大聖人は本抄で、法華経の一文字一文字は、ことごとく生身の仏である故に、教信の読んだ経文の文字が仏として現れて、父の聖霊を救うであろうと教えられ、教信の孝養の心を称賛される。
解説
無明に覆われた凡夫には、三世の生命の因果を説いた仏法は信じ難い。では、どうすれば、仏の教えが正しく伝わっていくのか。
日蓮大聖人は、今回の御文の前の部分で、三つの仏の予言を挙げ、その全てが実現したと述べ、これらの予言の的中によって、仏の説法が人々から信じられるようになったと仰せになっている。
また、大聖人は本抄で「近い現証によって、遠い信をとるべきである」(新1418・全1045、通解)と記された。これは、凡夫は眼前の事実があってはじめて、遠い過去や未来のことを信じられるようになるということ。大聖人は、深遠な仏法を人々に説き、納得させるには、誰の目にも明らかな「眼前の証拠」を示すことが何より大切であると仰せになられた。
さらに、本抄の後段で大聖人は、大難の嵐に立ち向かう御自身の闘争とともに、かねてから警告していた自界叛逆難と他国侵逼難が的中したことに言及されている。
法華経の行者である御自身の実証を通して、無明に覆われた凡夫の眼を開き、正しき「信」を起こさせようとされたのである。
創価学会が世界広宣流布へと進む中で、推進力となってきたのもまた、学会員一人一人が示す実証――つまり、広布の現場で生き生きと語られる「信仰体験」の数々である。
初代会長・牧口常三郎先生は、学会員が功徳を得た実証を何より喜ばれる一方で、“実験証明がない宗教は観念論にすぎない”と喝破された。
44カ国・地域の広布のリーダーが集って開催された、先日のSGI青年研修会。
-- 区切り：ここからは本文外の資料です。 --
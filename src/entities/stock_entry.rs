use chrono::{DateTime, Utc};
use rust_decimal::Decimal;
use sea_orm::entity::prelude::*;
use serde::{Deserialize, Serialize};

/// Per-product stock ledger record. Single owner of truth for on-hand,
/// reserved and available quantities and the moving-average cost basis.
#[derive(Clone, Debug, PartialEq, DeriveEntityModel, Serialize, Deserialize)]
#[sea_orm(table_name = "stock_entries")]
pub struct Model {
    #[sea_orm(primary_key, auto_increment = false)]
    pub id: Uuid,
    #[sea_orm(unique)]
    pub product_id: Uuid,
    pub current_stock: i32,
    pub reserved_stock: i32,
    /// Derived: max(0, current_stock - reserved_stock). Recomputed on every
    /// mutation, never treated as independent source of truth.
    pub available_stock: i32,
    #[sea_orm(column_type = "Decimal(Some((16, 4)))")]
    pub average_cost: Decimal,
    #[sea_orm(column_type = "Decimal(Some((16, 4)))", nullable)]
    pub last_purchase_cost: Option<Decimal>,
    pub min_stock_level: i32,
    pub max_stock_level: i32,
    pub reorder_level: i32,
    pub reorder_quantity: i32,
    pub stock_status: StockStatus,
    pub last_stock_in_at: Option<DateTime<Utc>>,
    pub last_stock_in_quantity: Option<i32>,
    pub last_stock_in_reference: Option<String>,
    pub last_stock_out_at: Option<DateTime<Utc>>,
    pub last_stock_out_quantity: Option<i32>,
    pub last_stock_out_reference: Option<String>,
    pub last_stock_out_reason: Option<String>,
    pub last_count_at: Option<DateTime<Utc>>,
    pub last_count_by: Option<Uuid>,
    pub last_count_quantity: Option<i32>,
    pub last_count_variance: Option<i32>,
    /// Entries are deactivated, never hard-deleted.
    pub is_active: bool,
    pub last_updated_by: Option<Uuid>,
    /// Optimistic concurrency guard; bumped on every persisted mutation.
    pub version: i32,
    pub created_at: DateTime<Utc>,
    pub updated_at: DateTime<Utc>,
}

#[derive(Copy, Clone, Debug, EnumIter, DeriveRelation)]
pub enum Relation {}

impl ActiveModelBehavior for ActiveModel {}

/// Stock status classification
#[derive(Debug, Clone, Copy, PartialEq, Eq, Serialize, Deserialize, EnumIter, DeriveActiveEnum)]
#[serde(rename_all = "snake_case")]
#[sea_orm(rs_type = "String", db_type = "String(StringLen::N(20))")]
pub enum StockStatus {
    #[sea_orm(string_value = "in_stock")]
    InStock,
    #[sea_orm(string_value = "low_stock")]
    LowStock,
    #[sea_orm(string_value = "out_of_stock")]
    OutOfStock,
    #[sea_orm(string_value = "discontinued")]
    Discontinued,
}

impl StockStatus {
    /// Derives the status from quantities. A manual `Discontinued` override
    /// is sticky until explicitly changed.
    pub fn derive(current_stock: i32, min_stock_level: i32, previous: StockStatus) -> StockStatus {
        if previous == StockStatus::Discontinued {
            return StockStatus::Discontinued;
        }
        if current_stock == 0 {
            StockStatus::OutOfStock
        } else if current_stock <= min_stock_level {
            StockStatus::LowStock
        } else {
            StockStatus::InStock
        }
    }
}

/// Derived available quantity: on-hand minus reserved, floored at zero.
pub fn available_stock(current_stock: i32, reserved_stock: i32) -> i32 {
    (current_stock - reserved_stock).max(0)
}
交流の場では、互いの信心の体験を語り合い、感動を共有した。
あるリーダーは、“SGIは社会の中で個人の成長や変革という、実際の証拠を示している。だからこそ、仏教団体を代表するほどの信頼が広がっているのです”と。人々の共感と納得を生み出す上で、現証ほど雄弁なものはない――この広布の方程式は世界共通なのである。
さらに、自らの体験を友に語れば語るほど、その歓喜は勢いよく広がっていく。
池田先生はつづっている。
「世界広布という『大河』の源流の『一滴』を尋ね見れば、『一人の大歓喜』から全ては始まったのである」「『信心はすごいよ!』とありのままに歓喜を語れば、既に立派な折伏である。その体験を語る側も聞く側も、共に福徳の花を爛漫と咲かせる因を積んでいけるのだ。ゆえに、すぐに対話が実らずとも、落ち込むことも、焦ることもない」
私たちも、「信行学」の実践で勝利の実証を示しながら、信仰の喜びを語り広げていきたい。信心の実践を通して感じた、自身の“小さな成長”“小さな変化”も、立派な信仰体験である。友の幸せを願う祈りと、「自分にしか語れない、信心のドラマがある!」との確信があれば、相手の心に必ず響いていく。
また、日々の活動の中で目にし、感じる、学会のありのままの姿を、伝えていくことも大切である。どこまでも「一人」を大切にし、励まし抜く、学会の真実の姿に、理解と共感が広がっているからだ。
創価学会が世界宗教として勢いよく飛翔する今、海外の同志とも手を携えながら、目前に迫った「11・18」へ、朗らかに体験を語り、信心の喜びを広げていきたい。